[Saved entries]
"""

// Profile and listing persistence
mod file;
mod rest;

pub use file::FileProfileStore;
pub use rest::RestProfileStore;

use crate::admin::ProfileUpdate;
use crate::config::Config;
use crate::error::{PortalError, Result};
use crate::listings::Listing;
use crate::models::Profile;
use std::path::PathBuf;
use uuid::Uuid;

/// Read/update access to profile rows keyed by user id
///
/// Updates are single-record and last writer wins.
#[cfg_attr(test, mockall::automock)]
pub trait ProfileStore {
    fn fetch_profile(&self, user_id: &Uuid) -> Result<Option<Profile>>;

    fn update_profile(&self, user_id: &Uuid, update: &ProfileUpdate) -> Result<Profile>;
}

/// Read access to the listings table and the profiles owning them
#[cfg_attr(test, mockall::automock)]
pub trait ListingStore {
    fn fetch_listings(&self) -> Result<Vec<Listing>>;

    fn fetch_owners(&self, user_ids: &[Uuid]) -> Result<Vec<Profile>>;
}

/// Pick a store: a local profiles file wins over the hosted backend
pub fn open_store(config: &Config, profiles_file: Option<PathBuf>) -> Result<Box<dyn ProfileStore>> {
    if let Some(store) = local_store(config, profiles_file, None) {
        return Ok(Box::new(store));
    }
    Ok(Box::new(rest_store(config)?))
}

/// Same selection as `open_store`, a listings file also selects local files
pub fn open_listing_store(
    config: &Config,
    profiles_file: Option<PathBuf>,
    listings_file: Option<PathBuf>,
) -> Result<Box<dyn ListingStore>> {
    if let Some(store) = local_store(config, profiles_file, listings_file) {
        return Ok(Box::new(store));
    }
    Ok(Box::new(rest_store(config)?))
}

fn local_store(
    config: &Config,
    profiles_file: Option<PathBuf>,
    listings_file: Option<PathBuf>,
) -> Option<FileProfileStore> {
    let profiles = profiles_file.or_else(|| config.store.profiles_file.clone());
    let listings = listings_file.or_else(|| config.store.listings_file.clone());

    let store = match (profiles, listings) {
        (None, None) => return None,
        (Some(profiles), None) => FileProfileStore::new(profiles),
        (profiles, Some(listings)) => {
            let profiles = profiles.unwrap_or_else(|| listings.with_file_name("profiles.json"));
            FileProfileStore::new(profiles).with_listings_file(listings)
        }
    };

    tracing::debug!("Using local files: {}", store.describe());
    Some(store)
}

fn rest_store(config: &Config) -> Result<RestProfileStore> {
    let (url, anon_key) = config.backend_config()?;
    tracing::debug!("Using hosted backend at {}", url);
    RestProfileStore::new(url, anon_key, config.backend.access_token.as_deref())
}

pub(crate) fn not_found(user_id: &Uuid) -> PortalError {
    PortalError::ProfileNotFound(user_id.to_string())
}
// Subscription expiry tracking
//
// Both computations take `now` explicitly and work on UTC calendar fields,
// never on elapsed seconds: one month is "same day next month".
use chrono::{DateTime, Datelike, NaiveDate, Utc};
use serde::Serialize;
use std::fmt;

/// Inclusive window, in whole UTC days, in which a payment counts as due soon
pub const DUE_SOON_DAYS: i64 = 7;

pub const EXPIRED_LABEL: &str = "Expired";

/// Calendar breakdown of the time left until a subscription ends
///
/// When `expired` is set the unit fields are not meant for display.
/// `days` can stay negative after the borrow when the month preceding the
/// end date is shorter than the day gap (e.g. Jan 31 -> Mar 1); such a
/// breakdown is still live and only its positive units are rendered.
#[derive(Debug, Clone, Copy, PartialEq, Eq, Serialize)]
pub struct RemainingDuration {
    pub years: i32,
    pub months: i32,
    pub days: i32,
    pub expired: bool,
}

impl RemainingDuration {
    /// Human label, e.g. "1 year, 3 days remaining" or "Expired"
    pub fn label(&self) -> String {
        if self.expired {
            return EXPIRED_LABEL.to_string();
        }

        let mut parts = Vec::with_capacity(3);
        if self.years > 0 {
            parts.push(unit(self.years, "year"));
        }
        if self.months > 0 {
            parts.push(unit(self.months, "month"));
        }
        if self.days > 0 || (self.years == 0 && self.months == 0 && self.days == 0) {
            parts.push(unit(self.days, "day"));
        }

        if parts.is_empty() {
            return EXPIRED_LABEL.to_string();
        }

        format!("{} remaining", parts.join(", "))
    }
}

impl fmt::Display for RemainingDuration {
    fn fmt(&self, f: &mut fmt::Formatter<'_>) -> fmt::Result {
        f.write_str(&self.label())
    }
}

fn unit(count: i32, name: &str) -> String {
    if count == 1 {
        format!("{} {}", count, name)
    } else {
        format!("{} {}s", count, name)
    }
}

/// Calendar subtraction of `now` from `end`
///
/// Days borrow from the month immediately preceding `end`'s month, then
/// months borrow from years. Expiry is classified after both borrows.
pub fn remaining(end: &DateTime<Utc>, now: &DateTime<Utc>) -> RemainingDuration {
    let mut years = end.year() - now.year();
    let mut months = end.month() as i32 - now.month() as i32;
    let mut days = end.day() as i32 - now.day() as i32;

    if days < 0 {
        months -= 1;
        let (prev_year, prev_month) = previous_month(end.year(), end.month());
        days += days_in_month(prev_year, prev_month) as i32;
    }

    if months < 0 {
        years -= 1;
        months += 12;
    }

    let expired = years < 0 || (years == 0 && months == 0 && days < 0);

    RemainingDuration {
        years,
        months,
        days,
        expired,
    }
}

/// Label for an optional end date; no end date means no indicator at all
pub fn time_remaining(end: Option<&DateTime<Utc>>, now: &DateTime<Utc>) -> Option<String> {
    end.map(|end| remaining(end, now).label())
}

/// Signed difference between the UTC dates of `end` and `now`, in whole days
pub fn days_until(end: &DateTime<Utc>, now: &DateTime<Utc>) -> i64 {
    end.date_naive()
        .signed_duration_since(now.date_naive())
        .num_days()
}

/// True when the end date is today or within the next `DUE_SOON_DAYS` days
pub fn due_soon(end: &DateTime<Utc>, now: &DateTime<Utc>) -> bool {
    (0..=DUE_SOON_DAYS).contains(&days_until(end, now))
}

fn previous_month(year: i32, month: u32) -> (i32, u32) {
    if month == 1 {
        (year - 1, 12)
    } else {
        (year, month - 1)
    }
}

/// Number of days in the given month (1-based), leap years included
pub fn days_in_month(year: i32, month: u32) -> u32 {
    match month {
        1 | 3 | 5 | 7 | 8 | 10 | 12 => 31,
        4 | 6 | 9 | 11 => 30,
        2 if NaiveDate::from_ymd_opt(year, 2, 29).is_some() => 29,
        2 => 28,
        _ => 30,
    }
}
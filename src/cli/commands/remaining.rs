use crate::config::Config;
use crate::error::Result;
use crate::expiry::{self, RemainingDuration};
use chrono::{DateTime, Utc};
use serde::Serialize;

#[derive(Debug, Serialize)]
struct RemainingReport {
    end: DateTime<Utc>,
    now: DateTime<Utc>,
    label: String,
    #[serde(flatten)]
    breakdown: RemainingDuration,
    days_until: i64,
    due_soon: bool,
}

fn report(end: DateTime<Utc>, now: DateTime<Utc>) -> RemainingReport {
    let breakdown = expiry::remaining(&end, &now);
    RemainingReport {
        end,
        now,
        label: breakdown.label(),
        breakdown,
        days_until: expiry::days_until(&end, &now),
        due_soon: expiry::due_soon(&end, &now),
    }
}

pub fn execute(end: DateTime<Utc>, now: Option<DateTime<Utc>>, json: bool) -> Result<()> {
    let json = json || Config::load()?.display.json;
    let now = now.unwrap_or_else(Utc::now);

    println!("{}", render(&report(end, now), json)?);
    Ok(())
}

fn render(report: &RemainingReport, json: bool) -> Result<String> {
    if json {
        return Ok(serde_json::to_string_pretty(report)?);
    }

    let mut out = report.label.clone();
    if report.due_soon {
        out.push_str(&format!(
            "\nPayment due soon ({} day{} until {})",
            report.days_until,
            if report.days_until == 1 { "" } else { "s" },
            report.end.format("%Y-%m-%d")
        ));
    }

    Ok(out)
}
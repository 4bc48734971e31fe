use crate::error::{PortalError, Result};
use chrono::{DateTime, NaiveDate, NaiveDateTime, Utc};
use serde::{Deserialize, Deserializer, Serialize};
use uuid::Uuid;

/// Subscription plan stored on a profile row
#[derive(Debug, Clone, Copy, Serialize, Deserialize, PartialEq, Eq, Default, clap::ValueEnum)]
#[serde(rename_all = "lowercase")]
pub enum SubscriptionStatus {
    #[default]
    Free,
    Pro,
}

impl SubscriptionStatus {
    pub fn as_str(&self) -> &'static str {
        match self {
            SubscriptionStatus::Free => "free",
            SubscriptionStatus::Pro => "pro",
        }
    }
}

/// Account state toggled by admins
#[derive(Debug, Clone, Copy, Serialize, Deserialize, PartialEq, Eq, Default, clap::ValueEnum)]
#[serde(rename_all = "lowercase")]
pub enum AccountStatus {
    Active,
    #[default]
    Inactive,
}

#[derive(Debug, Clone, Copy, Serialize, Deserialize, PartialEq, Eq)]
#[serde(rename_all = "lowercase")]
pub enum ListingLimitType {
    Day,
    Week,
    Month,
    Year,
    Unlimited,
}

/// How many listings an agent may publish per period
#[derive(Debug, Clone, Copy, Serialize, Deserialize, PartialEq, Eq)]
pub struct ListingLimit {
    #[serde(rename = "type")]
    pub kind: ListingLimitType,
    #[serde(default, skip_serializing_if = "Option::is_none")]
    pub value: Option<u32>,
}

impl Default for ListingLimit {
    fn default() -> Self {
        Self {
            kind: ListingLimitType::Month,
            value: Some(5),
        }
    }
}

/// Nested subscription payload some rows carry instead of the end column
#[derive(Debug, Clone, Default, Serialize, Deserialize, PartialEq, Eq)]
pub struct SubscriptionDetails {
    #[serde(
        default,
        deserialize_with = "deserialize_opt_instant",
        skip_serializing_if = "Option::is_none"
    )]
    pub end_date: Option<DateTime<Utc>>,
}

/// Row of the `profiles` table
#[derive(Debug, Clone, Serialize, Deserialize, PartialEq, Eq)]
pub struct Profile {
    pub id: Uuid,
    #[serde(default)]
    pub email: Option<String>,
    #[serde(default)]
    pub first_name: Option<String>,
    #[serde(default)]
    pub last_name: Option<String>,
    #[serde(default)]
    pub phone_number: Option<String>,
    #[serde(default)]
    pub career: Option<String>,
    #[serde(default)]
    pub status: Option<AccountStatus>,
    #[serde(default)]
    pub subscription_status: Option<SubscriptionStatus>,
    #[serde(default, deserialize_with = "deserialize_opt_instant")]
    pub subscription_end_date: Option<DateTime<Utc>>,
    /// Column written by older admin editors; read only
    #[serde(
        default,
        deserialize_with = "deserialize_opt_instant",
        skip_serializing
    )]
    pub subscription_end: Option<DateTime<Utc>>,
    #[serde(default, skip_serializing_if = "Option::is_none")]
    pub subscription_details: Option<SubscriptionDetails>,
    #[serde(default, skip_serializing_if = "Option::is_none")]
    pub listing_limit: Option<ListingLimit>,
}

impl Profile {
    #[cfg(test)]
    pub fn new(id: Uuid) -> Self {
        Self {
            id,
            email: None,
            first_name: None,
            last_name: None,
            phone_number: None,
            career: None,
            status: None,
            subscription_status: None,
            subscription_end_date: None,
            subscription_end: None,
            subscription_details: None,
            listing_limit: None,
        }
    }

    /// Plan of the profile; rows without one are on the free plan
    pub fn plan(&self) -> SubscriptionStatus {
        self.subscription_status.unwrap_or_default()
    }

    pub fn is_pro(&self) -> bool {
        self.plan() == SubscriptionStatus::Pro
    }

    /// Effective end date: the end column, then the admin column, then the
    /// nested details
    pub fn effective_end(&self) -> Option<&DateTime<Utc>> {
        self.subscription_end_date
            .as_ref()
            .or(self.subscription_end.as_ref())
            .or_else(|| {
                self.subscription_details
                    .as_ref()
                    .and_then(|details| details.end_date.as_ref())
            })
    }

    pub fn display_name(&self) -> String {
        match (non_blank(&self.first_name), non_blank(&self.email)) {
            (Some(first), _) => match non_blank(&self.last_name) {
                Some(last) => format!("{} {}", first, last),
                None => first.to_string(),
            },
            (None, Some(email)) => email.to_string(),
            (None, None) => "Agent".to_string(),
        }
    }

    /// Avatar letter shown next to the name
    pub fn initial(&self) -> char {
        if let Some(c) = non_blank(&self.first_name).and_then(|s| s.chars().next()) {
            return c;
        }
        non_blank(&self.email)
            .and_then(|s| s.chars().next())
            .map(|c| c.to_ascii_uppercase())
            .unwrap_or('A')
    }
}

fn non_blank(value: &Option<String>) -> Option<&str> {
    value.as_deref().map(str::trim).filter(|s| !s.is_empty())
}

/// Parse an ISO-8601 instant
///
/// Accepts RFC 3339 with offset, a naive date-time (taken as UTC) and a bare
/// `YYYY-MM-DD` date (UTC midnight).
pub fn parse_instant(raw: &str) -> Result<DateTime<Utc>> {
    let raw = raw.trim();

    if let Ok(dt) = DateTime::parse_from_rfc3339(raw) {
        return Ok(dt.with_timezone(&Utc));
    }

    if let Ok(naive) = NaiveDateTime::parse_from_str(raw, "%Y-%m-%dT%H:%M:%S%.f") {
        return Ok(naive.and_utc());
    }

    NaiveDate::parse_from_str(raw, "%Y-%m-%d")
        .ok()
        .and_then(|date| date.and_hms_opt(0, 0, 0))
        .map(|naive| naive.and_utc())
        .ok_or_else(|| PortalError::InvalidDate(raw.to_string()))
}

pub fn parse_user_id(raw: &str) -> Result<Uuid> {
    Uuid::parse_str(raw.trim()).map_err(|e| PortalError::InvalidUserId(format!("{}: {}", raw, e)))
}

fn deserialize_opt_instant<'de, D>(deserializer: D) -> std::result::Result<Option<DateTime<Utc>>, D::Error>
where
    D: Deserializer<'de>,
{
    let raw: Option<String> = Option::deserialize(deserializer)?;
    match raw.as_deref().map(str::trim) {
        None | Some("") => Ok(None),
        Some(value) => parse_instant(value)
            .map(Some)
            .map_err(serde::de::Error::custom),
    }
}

"""

= WORK ITEM =
Wherever the string "parts" occurs in the records above, copy that line.

= WRITTEN REPLY =
        let mut parts = Vec::with_capacity(3);
            parts.push(unit(self.years, "year"));
            parts.push(unit(self.months, "month"));
            parts.push(unit(self.days, "day"));
        if parts.is_empty() {
        format!("{} remaining", parts.join(", "))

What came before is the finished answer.